> [GIVEN ENTRIES]:

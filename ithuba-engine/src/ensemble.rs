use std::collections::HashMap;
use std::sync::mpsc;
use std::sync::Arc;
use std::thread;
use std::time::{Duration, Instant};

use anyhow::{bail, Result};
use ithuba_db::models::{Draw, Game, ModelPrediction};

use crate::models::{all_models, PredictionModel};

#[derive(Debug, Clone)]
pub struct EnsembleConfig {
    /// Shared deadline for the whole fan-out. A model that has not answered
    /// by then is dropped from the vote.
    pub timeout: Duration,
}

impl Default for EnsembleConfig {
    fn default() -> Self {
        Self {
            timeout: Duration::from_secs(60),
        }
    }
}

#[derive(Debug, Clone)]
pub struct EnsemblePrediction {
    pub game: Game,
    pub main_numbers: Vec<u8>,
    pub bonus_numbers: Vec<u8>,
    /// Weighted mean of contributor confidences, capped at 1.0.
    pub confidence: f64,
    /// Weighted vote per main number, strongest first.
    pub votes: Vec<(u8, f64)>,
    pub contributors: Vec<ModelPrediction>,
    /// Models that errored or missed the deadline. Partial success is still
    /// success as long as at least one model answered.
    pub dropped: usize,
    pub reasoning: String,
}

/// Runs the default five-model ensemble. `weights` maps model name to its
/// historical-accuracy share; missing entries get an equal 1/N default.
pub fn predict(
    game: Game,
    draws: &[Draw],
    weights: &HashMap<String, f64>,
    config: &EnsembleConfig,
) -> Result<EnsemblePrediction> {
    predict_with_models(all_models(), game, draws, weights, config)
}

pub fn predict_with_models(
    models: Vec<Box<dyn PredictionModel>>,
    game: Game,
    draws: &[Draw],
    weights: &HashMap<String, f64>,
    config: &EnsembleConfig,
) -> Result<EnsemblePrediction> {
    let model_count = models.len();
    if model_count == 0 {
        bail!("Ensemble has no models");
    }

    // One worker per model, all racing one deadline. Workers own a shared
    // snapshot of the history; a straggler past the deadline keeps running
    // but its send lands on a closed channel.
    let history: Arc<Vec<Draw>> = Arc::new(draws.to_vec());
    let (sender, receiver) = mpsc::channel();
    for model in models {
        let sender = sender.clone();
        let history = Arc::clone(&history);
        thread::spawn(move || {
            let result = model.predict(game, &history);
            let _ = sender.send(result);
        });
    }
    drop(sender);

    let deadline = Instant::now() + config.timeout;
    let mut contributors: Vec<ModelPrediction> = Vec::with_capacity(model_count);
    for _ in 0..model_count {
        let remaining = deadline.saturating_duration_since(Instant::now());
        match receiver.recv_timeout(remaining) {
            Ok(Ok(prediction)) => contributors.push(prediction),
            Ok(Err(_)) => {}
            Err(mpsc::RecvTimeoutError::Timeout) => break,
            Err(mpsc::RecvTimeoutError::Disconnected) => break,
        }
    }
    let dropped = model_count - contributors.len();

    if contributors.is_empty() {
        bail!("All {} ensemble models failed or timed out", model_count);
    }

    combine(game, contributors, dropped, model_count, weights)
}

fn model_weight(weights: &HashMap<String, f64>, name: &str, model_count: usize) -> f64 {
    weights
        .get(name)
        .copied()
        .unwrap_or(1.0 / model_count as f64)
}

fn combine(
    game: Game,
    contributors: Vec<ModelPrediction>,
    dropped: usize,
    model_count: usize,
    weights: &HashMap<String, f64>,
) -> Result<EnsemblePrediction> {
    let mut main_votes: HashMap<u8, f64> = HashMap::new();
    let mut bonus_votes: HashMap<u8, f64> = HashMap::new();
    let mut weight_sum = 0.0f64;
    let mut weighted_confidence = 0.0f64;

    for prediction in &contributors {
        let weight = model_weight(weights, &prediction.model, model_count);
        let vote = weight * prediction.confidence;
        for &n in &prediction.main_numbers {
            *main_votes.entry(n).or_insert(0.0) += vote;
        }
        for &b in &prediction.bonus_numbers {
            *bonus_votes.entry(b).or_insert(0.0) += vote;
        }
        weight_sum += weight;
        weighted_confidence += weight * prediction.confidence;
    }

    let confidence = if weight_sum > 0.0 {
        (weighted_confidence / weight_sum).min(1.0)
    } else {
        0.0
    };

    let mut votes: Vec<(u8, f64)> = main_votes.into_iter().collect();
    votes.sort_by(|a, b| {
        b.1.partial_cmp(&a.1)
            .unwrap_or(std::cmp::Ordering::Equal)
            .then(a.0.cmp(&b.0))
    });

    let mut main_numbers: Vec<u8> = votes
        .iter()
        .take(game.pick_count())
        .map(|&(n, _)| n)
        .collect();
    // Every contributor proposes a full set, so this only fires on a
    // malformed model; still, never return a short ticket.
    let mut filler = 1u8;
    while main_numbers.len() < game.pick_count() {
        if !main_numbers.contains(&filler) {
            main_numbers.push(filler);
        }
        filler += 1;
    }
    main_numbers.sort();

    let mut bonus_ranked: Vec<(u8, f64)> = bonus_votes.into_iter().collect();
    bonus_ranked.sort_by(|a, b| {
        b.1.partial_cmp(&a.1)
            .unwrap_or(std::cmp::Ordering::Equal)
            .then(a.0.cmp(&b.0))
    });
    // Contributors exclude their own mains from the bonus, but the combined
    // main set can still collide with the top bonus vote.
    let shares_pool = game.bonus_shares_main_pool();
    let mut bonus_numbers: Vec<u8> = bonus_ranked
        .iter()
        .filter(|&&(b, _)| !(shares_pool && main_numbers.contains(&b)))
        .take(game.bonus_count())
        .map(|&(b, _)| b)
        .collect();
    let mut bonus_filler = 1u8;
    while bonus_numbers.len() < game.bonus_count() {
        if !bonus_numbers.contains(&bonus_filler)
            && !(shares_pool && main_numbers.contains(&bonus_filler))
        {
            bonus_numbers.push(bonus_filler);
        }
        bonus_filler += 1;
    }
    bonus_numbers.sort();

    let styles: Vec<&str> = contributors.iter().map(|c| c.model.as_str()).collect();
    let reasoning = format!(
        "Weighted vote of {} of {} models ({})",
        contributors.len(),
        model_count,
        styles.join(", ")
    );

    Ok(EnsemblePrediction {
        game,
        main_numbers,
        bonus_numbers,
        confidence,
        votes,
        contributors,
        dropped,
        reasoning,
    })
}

---

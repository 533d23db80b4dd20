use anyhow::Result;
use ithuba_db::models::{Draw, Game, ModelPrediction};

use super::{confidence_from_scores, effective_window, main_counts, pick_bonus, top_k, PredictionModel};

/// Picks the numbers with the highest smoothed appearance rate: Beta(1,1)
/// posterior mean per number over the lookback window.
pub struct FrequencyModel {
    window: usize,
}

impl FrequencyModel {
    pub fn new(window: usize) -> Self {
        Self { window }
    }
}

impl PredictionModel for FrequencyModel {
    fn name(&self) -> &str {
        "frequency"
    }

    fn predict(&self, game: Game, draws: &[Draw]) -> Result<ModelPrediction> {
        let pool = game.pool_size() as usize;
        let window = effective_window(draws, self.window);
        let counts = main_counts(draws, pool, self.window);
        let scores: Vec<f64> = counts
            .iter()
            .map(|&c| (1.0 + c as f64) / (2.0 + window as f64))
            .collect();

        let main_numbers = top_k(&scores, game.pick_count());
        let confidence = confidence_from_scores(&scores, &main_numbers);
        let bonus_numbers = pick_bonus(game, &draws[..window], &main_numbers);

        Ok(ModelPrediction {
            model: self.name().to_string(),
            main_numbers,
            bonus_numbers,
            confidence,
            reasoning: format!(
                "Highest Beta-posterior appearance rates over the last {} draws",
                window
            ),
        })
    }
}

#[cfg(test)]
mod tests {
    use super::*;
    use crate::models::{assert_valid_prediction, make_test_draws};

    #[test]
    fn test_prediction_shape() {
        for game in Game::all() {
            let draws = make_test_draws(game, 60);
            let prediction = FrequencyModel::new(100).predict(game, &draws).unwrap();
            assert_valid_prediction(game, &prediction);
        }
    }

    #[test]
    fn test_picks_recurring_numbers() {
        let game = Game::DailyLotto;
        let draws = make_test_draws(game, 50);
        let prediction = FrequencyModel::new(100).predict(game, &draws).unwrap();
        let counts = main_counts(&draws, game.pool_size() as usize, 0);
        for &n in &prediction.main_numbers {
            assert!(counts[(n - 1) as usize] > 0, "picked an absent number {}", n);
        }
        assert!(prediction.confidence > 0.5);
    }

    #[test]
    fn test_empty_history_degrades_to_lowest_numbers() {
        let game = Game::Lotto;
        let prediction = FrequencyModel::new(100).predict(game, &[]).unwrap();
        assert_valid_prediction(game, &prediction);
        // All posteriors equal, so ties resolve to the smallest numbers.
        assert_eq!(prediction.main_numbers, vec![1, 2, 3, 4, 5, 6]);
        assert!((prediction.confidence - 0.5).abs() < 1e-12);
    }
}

---

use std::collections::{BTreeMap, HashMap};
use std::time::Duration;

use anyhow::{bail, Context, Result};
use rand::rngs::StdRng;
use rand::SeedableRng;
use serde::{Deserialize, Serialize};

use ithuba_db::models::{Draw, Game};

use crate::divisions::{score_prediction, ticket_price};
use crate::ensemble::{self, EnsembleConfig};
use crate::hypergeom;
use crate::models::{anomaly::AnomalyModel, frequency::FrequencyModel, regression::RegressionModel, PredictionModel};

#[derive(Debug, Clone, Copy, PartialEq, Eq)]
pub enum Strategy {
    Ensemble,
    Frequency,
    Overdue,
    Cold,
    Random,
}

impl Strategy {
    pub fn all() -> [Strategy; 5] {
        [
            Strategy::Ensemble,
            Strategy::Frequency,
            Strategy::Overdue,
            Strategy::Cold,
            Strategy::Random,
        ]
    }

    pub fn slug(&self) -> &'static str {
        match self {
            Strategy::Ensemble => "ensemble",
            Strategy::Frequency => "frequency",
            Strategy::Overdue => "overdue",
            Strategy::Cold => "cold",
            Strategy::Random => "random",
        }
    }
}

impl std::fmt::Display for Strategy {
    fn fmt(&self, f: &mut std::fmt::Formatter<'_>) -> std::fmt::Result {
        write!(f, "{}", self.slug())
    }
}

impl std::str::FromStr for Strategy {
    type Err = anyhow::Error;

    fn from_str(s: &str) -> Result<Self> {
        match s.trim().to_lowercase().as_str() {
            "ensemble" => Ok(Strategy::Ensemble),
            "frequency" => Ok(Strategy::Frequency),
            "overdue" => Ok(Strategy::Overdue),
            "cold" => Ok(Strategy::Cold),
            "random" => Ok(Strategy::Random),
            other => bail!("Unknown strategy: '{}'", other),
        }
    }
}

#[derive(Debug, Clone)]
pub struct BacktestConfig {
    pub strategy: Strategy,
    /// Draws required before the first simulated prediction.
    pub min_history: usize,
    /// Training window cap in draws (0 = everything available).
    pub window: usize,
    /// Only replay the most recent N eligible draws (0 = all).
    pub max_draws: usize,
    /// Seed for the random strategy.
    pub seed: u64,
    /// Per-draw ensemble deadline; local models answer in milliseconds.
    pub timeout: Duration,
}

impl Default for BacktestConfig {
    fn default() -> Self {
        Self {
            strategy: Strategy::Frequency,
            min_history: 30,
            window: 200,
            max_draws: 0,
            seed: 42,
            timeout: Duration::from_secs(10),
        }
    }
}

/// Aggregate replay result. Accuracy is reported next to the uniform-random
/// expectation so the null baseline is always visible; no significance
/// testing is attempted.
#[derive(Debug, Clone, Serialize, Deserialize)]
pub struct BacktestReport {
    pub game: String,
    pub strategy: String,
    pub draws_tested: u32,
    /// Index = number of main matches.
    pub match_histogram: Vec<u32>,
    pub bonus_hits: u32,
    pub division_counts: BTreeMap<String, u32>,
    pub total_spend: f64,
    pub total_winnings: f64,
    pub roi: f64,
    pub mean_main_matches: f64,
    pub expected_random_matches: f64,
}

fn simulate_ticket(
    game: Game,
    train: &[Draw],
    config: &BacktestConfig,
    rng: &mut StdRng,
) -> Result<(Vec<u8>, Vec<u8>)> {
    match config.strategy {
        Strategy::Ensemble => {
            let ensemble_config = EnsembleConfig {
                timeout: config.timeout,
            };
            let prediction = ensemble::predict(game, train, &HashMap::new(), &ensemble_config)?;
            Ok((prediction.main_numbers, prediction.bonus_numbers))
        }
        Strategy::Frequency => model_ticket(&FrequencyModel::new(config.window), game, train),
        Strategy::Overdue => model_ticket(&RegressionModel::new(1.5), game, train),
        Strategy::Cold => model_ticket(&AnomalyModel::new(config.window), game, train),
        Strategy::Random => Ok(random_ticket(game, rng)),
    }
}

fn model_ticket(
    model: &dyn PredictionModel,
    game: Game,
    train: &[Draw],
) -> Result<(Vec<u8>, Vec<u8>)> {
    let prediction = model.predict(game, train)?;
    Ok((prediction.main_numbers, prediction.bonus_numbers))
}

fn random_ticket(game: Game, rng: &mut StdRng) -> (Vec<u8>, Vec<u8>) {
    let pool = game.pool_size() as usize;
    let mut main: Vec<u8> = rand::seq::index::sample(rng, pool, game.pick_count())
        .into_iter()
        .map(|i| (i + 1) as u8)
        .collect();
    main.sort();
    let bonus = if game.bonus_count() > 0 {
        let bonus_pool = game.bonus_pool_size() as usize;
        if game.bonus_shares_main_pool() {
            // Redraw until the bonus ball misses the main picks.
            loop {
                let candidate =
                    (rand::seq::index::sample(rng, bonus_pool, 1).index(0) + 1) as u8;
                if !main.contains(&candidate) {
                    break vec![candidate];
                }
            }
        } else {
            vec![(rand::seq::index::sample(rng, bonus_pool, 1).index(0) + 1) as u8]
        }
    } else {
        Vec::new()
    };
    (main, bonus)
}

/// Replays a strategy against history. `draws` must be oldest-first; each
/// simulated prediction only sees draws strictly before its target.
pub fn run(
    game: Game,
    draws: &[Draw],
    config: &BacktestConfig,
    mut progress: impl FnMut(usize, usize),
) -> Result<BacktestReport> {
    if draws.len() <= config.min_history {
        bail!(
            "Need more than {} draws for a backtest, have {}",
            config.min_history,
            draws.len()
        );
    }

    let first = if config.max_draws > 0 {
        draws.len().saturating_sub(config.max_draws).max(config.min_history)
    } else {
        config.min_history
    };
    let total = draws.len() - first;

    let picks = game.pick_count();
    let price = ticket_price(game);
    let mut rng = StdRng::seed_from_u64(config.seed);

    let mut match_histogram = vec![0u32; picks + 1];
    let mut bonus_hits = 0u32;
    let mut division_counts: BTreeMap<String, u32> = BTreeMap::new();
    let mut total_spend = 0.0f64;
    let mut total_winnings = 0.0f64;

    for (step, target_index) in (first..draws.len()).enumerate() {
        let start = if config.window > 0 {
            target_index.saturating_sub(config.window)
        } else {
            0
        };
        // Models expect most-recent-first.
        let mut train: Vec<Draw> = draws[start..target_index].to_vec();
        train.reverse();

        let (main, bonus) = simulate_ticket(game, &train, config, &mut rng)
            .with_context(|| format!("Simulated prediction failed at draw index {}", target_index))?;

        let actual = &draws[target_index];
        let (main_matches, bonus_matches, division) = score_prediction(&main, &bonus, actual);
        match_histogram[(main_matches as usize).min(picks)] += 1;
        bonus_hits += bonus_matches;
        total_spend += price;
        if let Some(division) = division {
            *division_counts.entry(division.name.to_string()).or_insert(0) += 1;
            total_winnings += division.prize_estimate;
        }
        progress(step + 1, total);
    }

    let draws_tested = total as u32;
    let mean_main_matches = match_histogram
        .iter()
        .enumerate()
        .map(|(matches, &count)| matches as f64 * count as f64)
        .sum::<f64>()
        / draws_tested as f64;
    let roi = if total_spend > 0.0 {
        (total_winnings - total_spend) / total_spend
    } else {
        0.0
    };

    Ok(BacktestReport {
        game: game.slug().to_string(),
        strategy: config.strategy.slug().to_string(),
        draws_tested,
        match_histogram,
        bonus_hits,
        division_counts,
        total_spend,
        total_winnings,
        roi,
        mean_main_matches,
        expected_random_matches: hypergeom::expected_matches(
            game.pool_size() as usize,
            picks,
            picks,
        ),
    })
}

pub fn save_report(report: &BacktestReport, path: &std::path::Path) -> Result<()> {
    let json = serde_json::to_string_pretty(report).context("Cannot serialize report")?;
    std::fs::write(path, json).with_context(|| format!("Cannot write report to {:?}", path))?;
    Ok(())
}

> [WHAT TO WORK ON]: Every line of the material above that includes the string "receiver" is required.

> [SOLUTION]:
    let (sender, receiver) = mpsc::channel();
        match receiver.recv_timeout(remaining) {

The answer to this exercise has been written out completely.